→ **PROBLEM DETAILS**:
The records follow. Give them all back exactly.

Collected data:
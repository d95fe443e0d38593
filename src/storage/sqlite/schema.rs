//! Embedded schema migrations.
//!
//! Migrations are applied in order at open time. The applied version is kept in
//! `PRAGMA user_version`, and each migration runs in its own transaction
//! together with the version bump, so a failed statement leaves the schema at
//! the previous version.

use super::error::sqlite_err;
use crate::{Error, Result};
use rusqlite::Connection;

/// A single migration with version and SQL.
#[derive(Debug, Clone, Copy)]
pub struct Migration {
    /// Migration version (sequential, starting at 1).
    pub version: u32,
    /// Human-readable description.
    pub description: &'static str,
    /// SQL to apply (may contain multiple statements).
    pub sql: &'static str,
}

/// Schema of the version database.
pub const MIGRATIONS: &[Migration] = &[
    Migration {
        version: 1,
        description: "Templates, versions, components and parameters",
        sql: r"
            CREATE TABLE IF NOT EXISTS templates (
                id TEXT PRIMARY KEY,
                description TEXT NOT NULL DEFAULT '',
                is_system INTEGER NOT NULL DEFAULT 0,
                language TEXT NOT NULL DEFAULT 'en',
                active_version INTEGER,
                created_at INTEGER NOT NULL,
                updated_at INTEGER NOT NULL
            );

            CREATE TABLE IF NOT EXISTS versions (
                id TEXT PRIMARY KEY,
                template_id TEXT NOT NULL REFERENCES templates(id) ON DELETE CASCADE,
                version_number INTEGER NOT NULL CHECK (version_number >= 1),
                content TEXT NOT NULL,
                content_hash TEXT NOT NULL,
                created_by TEXT NOT NULL,
                created_at INTEGER NOT NULL,
                comment TEXT,
                source_version INTEGER,
                UNIQUE (template_id, version_number)
            );

            CREATE TABLE IF NOT EXISTS components (
                version_id TEXT NOT NULL REFERENCES versions(id) ON DELETE CASCADE,
                ordinal INTEGER NOT NULL,
                component_type TEXT NOT NULL,
                name TEXT NOT NULL,
                content TEXT NOT NULL,
                content_hash TEXT NOT NULL,
                language TEXT NOT NULL,
                last_modified INTEGER NOT NULL,
                PRIMARY KEY (version_id, component_type, name)
            );

            CREATE TABLE IF NOT EXISTS parameters (
                version_id TEXT NOT NULL REFERENCES versions(id) ON DELETE CASCADE,
                key TEXT NOT NULL,
                parameter_type TEXT NOT NULL,
                value TEXT NOT NULL,
                PRIMARY KEY (version_id, key)
            );

            CREATE TRIGGER IF NOT EXISTS versions_immutable
            BEFORE UPDATE ON versions
            BEGIN
                SELECT RAISE(ABORT, 'versions are immutable');
            END;
        ",
    },
    Migration {
        version: 2,
        description: "Append-only change log",
        sql: r"
            CREATE TABLE IF NOT EXISTS changes (
                id INTEGER PRIMARY KEY AUTOINCREMENT,
                template_id TEXT NOT NULL REFERENCES templates(id) ON DELETE CASCADE,
                from_version INTEGER,
                to_version INTEGER NOT NULL,
                change_type TEXT NOT NULL,
                field_name TEXT NOT NULL,
                old_value TEXT,
                new_value TEXT,
                change_summary TEXT,
                changed_at INTEGER NOT NULL
            );

            CREATE INDEX IF NOT EXISTS idx_changes_template_to
                ON changes(template_id, to_version);

            CREATE TRIGGER IF NOT EXISTS changes_append_only
            BEFORE UPDATE ON changes
            BEGIN
                SELECT RAISE(ABORT, 'changes are append-only');
            END;
        ",
    },
];

/// Returns the schema version after all migrations are applied.
#[must_use]
pub fn latest_version() -> u32 {
    MIGRATIONS.iter().map(|m| m.version).max().unwrap_or(0)
}

/// Applies all pending migrations, returning the resulting schema version.
///
/// # Errors
///
/// Returns [`Error::Storage`] if a migration fails, or if the database was
/// written by a newer schema than this build knows.
pub fn run_migrations(conn: &mut Connection, migrations: &[Migration]) -> Result<u32> {
    let current: u32 = conn
        .pragma_query_value(None, "user_version", |row| row.get(0))
        .map_err(sqlite_err("read_schema_version"))?;

    let known = migrations.iter().map(|m| m.version).max().unwrap_or(0);
    if current > known {
        return Err(Error::Storage {
            operation: "run_migrations".to_string(),
            cause: format!("database schema version {current} is newer than supported {known}"),
        });
    }

    let mut applied = current;
    for migration in migrations.iter().filter(|m| m.version > current) {
        let tx = conn.transaction().map_err(sqlite_err("begin_migration"))?;
        tx.execute_batch(migration.sql)
            .map_err(sqlite_err("apply_migration"))?;
        tx.pragma_update(None, "user_version", migration.version)
            .map_err(sqlite_err("apply_migration"))?;
        tx.commit().map_err(sqlite_err("commit_migration"))?;

        tracing::info!(
            version = migration.version,
            description = migration.description,
            "Applied schema migration"
        );
        applied = migration.version;
    }

    Ok(applied)
}
//! Shared `SQLite` infrastructure for storage backends.
//!
//! ## Module Structure
//!
//! - [`connection`]: the shared [`SqliteDatabase`] handle, lock acquisition and configuration
//! - [`schema`]: embedded migrations tracked through `PRAGMA user_version`
//! - [`error`]: mapping of `rusqlite` errors onto [`crate::Error`]
//! - [`metrics`]: shared metrics recording helpers
//!
//! The version and change-log backends hold the same [`SqliteDatabase`], so
//! writes from both are serialized through one connection and template deletion
//! cascades through foreign keys.

mod connection;
mod error;
mod metrics;
mod schema;

pub use connection::{
    BUSY_TIMEOUT_MS, DatabaseStats, SqliteDatabase, acquire_lock, configure_connection,
};
pub use error::{map_sqlite_error, sqlite_err};
pub use metrics::record_operation_metrics;
pub use schema::{MIGRATIONS, Migration, latest_version, run_migrations};
//! Business logic services.
//!
//! Services orchestrate storage backends and provide high-level operations.

mod change_tracker;
mod component_splitter;
mod diff_engine;
mod hasher;
mod prompt_versions;
mod rollback;
mod version_store;

pub use change_tracker::{ChangeTracker, changes_from_diff};
pub use component_splitter::{
    CONTENT_NAME, ComponentSplitter, PREAMBLE_NAME, SplitIssue, SplitOutcome,
};
pub use diff_engine::{
    DEFAULT_DIFF_CACHE_CAPACITY, DiffEngine, diff_components, diff_lines, diff_parameters,
};
pub use hasher::{ContentHasher, SHORT_HASH_LEN};
pub use prompt_versions::PromptVersionService;
pub use rollback::{RollbackController, RollbackStrategy};
pub use version_store::{VersionDraft, VersionStore};
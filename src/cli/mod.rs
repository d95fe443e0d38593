//! CLI command implementations.
//!
//! Each function takes an open [`PromptVersionService`](crate::services::PromptVersionService)
//! and prints its result to stdout in the requested [`OutputFormat`].
//!
//! # Commands
//!
//! | Command | Description |
//! |---------|-------------|
//! | `template` | Create, list, show and delete templates |
//! | `version` | Create versions and inspect them |
//! | `compare` | Structured diff between two versions |
//! | `changes` | Recorded change log |
//! | `activate` | Soft rollback: repoint the active version |
//! | `rollback` | Hard rollback: copy an old version forward |
//! | `history` | Change-log maintenance |
//! | `status` | Database statistics |
//!
//! # Example Usage
//!
//! ```bash
//! promptvc template create session-summary --description "Summarize a coding session"
//! promptvc version create session-summary --from-file prompt.txt --param temperature=0.2
//! promptvc compare session-summary 1 2
//! promptvc rollback session-summary 1 --comment "revert tone change"
//! ```

mod history;
pub mod output;
mod template;
mod version;

pub use history::{cmd_activate, cmd_changes, cmd_compare, cmd_history_regenerate, cmd_rollback};
pub use output::OutputFormat;
pub use template::{
    cmd_status, cmd_template_create, cmd_template_delete, cmd_template_list, cmd_template_show,
};
pub use version::{
    CreateVersionArgs, cmd_version_active, cmd_version_components, cmd_version_create,
    cmd_version_list, cmd_version_parameters, cmd_version_show,
};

→ **OUTPUT OF THE EXERCISE**:
repository d95fe443e0d38593
filename src/storage/sqlite/schema.rs
//! Embedded schema migrations.
//!
//! Migrations are applied in order at open time. The applied version is kept in
//! `PRAGMA user_version`, and each migration runs in its own transaction
//! together with the version bump, so a failed statement leaves the schema at
//! the previous version.

use super::error::sqlite_err;
use crate::{Error, Result};
use rusqlite::Connection;

/// A single migration with version and SQL.
#[derive(Debug, Clone, Copy)]
pub struct Migration {
    /// Migration version (sequential, starting at 1).
    pub version: u32,
    /// Human-readable description.
    pub description: &'static str,
    /// SQL to apply (may contain multiple statements).
    pub sql: &'static str,
}

/// Schema of the version database.
pub const MIGRATIONS: &[Migration] = &[
    Migration {
        version: 1,
        description: "Templates, versions, components and parameters",
        sql: r"
            CREATE TABLE IF NOT EXISTS templates (
                id TEXT PRIMARY KEY,
                description TEXT NOT NULL DEFAULT '',
                is_system INTEGER NOT NULL DEFAULT 0,
                language TEXT NOT NULL DEFAULT 'en',
                active_version INTEGER,
                created_at INTEGER NOT NULL,
                updated_at INTEGER NOT NULL
            );

            CREATE TABLE IF NOT EXISTS versions (
                id TEXT PRIMARY KEY,
                template_id TEXT NOT NULL REFERENCES templates(id) ON DELETE CASCADE,
                version_number INTEGER NOT NULL CHECK (version_number >= 1),
                content TEXT NOT NULL,
                content_hash TEXT NOT NULL,
                created_by TEXT NOT NULL,
                created_at INTEGER NOT NULL,
                comment TEXT,
                source_version INTEGER,
                UNIQUE (template_id, version_number)
            );

            CREATE TABLE IF NOT EXISTS components (
                version_id TEXT NOT NULL REFERENCES versions(id) ON DELETE CASCADE,
                ordinal INTEGER NOT NULL,
                component_type TEXT NOT NULL,
                name TEXT NOT NULL,
                content TEXT NOT NULL,
                content_hash TEXT NOT NULL,
                language TEXT NOT NULL,
                last_modified INTEGER NOT NULL,
                PRIMARY KEY (version_id, component_type, name)
            );

            CREATE TABLE IF NOT EXISTS parameters (
                version_id TEXT NOT NULL REFERENCES versions(id) ON DELETE CASCADE,
                key TEXT NOT NULL,
                parameter_type TEXT NOT NULL,
                value TEXT NOT NULL,
                PRIMARY KEY (version_id, key)
            );

            CREATE TRIGGER IF NOT EXISTS versions_immutable
            BEFORE UPDATE ON versions
            BEGIN
                SELECT RAISE(ABORT, 'versions are immutable');
            END;
        ",
    },
    Migration {
        version: 2,
        description: "Append-only change log",
        sql: r"
            CREATE TABLE IF NOT EXISTS changes (
                id INTEGER PRIMARY KEY AUTOINCREMENT,
                template_id TEXT NOT NULL REFERENCES templates(id) ON DELETE CASCADE,
                from_version INTEGER,
                to_version INTEGER NOT NULL,
                change_type TEXT NOT NULL,
                field_name TEXT NOT NULL,
                old_value TEXT,
                new_value TEXT,
                change_summary TEXT,
                changed_at INTEGER NOT NULL
            );

            CREATE INDEX IF NOT EXISTS idx_changes_template_to
                ON changes(template_id, to_version);

            CREATE TRIGGER IF NOT EXISTS changes_append_only
            BEFORE UPDATE ON changes
            BEGIN
                SELECT RAISE(ABORT, 'changes are append-only');
            END;
        ",
    },
];

/// Returns the schema version after all migrations are applied.
#[must_use]
pub fn latest_version() -> u32 {
    MIGRATIONS.iter().map(|m| m.version).max().unwrap_or(0)
}

/// Applies all pending migrations, returning the resulting schema version.
///
/// # Errors
///
/// Returns [`Error::Storage`] if a migration fails, or if the database was
/// written by a newer schema than this build knows.
pub fn run_migrations(conn: &mut Connection, migrations: &[Migration]) -> Result<u32> {
    let current: u32 = conn
        .pragma_query_value(None, "user_version", |row| row.get(0))
        .map_err(sqlite_err("read_schema_version"))?;

    let known = migrations.iter().map(|m| m.version).max().unwrap_or(0);
    if current > known {
        return Err(Error::Storage {
            operation: "run_migrations".to_string(),
            cause: format!("database schema version {current} is newer than supported {known}"),
        });
    }

    let mut applied = current;
    for migration in migrations.iter().filter(|m| m.version > current) {
        let tx = conn.transaction().map_err(sqlite_err("begin_migration"))?;
        tx.execute_batch(migration.sql)
            .map_err(sqlite_err("apply_migration"))?;
        tx.pragma_update(None, "user_version", migration.version)
            .map_err(sqlite_err("apply_migration"))?;
        tx.commit().map_err(sqlite_err("commit_migration"))?;

        tracing::info!(
            version = migration.version,
            description = migration.description,
            "Applied schema migration"
        );
        applied = migration.version;
    }

    Ok(applied)
}
//! Shared `SQLite` infrastructure for storage backends.
//!
//! ## Module Structure
//!
//! - [`connection`]: the shared [`SqliteDatabase`] handle, lock acquisition and configuration
//! - [`schema`]: embedded migrations tracked through `PRAGMA user_version`
//! - [`error`]: mapping of `rusqlite` errors onto [`crate::Error`]
//! - [`metrics`]: shared metrics recording helpers
//!
//! The version and change-log backends hold the same [`SqliteDatabase`], so
//! writes from both are serialized through one connection and template deletion
//! cascades through foreign keys.

mod connection;
mod error;
mod metrics;
mod schema;

pub use connection::{
    BUSY_TIMEOUT_MS, DatabaseStats, SqliteDatabase, acquire_lock, configure_connection,
};
pub use error::{map_sqlite_error, sqlite_err};
pub use metrics::record_operation_metrics;
pub use schema::{MIGRATIONS, Migration, latest_version, run_migrations};
//! Business logic services.
//!
//! Services orchestrate storage backends and provide high-level operations.

mod change_tracker;
mod component_splitter;
mod diff_engine;
mod hasher;
mod prompt_versions;
mod rollback;
mod version_store;

pub use change_tracker::{ChangeTracker, changes_from_diff};
pub use component_splitter::{
    CONTENT_NAME, ComponentSplitter, PREAMBLE_NAME, SplitIssue, SplitOutcome,
};
pub use diff_engine::{
    DEFAULT_DIFF_CACHE_CAPACITY, DiffEngine, diff_components, diff_lines, diff_parameters,
};
pub use hasher::{ContentHasher, SHORT_HASH_LEN};
pub use prompt_versions::PromptVersionService;
pub use rollback::{RollbackController, RollbackStrategy};
pub use version_store::{VersionDraft, VersionStore};
filename src/cli/mod.rs
repository d95fe443e0d38593
//! CLI command implementations.
//!
//! Each function takes an open [`PromptVersionService`](crate::services::PromptVersionService)
//! and prints its result to stdout in the requested [`OutputFormat`].
//!
//! # Commands
//!
//! | Command | Description |
//! |---------|-------------|
//! | `template` | Create, list, show and delete templates |
//! | `version` | Create versions and inspect them |
//! | `compare` | Structured diff between two versions |
//! | `changes` | Recorded change log |
//! | `activate` | Soft rollback: repoint the active version |
//! | `rollback` | Hard rollback: copy an old version forward |
//! | `history` | Change-log maintenance |
//! | `status` | Database statistics |
//!
//! # Example Usage
//!
//! ```bash
//! promptvc template create session-summary --description "Summarize a coding session"
//! promptvc version create session-summary --from-file prompt.txt --param temperature=0.2
//! promptvc compare session-summary 1 2
//! promptvc rollback session-summary 1 --comment "revert tone change"
//! ```

mod history;
pub mod output;
mod template;
mod version;

pub use history::{cmd_activate, cmd_changes, cmd_compare, cmd_history_regenerate, cmd_rollback};
pub use output::OutputFormat;
pub use template::{
    cmd_status, cmd_template_create, cmd_template_delete, cmd_template_list, cmd_template_show,
};
pub use version::{
    CreateVersionArgs, cmd_version_active, cmd_version_components, cmd_version_create,
    cmd_version_list, cmd_version_parameters, cmd_version_show,
};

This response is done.